▸ Exercise directions: The expected output is the line holding "if *value <" plus every line after it through the end of the listing, copied exactly.

------------------------------------------------------------------------

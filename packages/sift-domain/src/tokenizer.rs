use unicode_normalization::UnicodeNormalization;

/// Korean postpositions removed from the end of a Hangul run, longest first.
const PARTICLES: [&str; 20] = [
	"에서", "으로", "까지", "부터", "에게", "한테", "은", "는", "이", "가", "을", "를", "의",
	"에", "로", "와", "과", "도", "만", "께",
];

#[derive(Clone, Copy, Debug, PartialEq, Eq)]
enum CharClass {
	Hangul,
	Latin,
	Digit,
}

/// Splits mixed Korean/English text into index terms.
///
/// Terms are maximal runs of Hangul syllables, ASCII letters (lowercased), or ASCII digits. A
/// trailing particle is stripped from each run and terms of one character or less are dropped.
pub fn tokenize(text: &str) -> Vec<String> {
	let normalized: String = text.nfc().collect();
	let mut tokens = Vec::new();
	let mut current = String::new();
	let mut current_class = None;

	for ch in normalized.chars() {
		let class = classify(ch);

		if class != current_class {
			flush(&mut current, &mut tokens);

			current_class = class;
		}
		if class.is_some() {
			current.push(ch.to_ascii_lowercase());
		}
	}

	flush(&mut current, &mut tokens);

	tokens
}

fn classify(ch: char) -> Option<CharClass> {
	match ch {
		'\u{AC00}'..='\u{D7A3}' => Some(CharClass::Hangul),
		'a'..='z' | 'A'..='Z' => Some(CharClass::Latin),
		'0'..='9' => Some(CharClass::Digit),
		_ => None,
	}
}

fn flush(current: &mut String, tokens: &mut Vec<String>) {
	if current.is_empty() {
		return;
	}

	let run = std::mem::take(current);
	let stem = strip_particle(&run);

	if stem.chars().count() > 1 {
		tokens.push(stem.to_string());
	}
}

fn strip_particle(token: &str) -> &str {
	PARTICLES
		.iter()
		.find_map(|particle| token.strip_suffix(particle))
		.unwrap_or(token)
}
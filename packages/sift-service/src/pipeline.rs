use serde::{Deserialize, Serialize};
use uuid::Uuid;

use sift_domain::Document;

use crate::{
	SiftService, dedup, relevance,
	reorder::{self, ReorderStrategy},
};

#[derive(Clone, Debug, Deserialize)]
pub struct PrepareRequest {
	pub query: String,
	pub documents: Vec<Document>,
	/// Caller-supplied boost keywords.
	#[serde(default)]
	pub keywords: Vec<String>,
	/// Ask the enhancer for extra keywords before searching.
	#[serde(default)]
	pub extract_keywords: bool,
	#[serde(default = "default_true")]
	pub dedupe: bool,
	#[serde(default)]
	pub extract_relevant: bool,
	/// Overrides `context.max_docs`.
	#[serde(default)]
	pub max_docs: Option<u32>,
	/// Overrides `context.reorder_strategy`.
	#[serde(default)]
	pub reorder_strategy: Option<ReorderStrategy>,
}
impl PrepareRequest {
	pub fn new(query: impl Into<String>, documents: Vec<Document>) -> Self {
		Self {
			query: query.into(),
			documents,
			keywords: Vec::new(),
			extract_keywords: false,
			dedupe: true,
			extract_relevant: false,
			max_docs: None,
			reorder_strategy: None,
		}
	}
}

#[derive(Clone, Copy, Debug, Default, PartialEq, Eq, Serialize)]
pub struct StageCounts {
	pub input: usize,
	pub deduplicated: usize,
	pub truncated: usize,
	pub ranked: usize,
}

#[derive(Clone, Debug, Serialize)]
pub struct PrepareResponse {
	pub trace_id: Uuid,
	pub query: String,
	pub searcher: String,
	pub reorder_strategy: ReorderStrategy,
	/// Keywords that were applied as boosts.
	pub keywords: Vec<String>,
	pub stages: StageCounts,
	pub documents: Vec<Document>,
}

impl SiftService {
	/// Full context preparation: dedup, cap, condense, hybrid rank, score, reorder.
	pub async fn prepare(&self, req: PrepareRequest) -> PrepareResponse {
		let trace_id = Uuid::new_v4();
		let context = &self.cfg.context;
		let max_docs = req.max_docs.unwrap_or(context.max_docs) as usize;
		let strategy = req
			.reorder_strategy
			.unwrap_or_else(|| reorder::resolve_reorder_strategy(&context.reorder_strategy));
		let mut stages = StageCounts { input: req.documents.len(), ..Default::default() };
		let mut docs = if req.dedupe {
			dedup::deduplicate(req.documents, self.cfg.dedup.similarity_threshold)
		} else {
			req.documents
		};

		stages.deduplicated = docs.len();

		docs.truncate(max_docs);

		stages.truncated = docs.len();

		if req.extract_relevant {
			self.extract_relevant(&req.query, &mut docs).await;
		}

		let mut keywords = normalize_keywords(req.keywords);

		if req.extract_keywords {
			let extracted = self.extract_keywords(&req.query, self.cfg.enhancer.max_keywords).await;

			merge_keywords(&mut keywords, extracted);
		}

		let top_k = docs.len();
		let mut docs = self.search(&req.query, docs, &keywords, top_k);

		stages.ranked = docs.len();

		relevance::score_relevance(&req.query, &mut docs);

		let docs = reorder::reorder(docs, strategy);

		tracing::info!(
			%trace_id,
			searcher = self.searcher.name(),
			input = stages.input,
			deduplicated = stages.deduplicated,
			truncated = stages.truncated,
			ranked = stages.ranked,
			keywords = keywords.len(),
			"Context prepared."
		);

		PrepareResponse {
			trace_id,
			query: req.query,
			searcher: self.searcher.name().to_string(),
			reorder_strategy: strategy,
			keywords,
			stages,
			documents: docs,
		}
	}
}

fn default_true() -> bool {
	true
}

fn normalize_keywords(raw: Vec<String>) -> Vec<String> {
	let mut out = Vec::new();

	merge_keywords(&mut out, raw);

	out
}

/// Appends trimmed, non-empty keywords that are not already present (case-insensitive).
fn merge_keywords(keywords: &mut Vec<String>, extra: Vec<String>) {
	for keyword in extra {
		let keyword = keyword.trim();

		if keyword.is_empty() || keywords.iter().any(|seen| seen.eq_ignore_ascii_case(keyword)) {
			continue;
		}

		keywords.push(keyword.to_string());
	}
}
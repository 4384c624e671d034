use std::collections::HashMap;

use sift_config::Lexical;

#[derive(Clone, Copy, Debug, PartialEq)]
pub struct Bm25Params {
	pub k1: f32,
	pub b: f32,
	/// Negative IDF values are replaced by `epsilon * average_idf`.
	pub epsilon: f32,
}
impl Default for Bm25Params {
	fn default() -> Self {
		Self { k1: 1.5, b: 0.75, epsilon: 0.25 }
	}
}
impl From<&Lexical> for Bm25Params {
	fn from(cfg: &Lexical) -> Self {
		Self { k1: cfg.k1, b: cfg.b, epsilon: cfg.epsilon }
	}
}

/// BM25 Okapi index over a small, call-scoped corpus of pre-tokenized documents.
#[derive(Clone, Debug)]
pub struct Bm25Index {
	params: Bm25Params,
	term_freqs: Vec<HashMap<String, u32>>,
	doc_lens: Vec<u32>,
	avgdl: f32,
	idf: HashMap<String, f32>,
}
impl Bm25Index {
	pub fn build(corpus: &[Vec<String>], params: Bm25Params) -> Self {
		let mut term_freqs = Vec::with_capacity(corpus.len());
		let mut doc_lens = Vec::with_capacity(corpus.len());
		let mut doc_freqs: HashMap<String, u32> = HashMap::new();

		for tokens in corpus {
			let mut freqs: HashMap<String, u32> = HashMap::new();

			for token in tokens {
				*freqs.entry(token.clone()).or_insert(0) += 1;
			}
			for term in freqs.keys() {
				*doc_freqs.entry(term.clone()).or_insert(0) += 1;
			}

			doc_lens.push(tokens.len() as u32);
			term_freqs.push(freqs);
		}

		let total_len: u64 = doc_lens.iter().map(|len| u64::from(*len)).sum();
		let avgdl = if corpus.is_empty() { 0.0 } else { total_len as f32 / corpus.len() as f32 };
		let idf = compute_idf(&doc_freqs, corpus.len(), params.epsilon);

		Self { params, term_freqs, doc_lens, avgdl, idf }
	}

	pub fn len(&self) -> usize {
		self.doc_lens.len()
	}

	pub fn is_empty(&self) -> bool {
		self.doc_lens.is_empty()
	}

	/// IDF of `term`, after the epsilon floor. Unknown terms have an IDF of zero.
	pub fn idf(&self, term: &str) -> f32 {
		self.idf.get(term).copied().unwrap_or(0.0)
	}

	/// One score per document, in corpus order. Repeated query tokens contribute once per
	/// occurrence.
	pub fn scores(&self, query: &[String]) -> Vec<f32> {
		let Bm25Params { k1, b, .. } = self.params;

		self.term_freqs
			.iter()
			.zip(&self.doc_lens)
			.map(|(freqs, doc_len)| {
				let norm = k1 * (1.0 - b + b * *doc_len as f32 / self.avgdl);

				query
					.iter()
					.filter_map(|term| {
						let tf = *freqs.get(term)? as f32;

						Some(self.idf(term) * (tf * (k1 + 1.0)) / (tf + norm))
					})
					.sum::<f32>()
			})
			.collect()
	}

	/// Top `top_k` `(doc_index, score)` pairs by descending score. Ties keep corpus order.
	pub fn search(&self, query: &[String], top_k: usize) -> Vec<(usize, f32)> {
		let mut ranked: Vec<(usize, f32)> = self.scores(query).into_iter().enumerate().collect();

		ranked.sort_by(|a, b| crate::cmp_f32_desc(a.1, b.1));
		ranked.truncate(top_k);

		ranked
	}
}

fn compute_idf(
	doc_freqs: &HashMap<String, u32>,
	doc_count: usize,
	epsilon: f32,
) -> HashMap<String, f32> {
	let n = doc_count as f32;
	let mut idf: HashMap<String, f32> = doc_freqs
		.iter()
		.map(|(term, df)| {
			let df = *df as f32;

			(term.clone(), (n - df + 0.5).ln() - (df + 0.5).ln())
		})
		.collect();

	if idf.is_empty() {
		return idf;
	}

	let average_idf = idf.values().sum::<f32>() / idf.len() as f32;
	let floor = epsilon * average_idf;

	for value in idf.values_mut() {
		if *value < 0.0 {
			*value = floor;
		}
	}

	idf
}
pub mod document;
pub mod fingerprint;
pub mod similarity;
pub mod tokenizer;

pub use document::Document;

------------------------------------------------------------------------

▸ Output:
		if *value < 0.0 {
			*value = floor;
		}
	}

	idf
}
pub mod document;
pub mod fingerprint;
pub mod similarity;
pub mod tokenizer;

pub use document::Document;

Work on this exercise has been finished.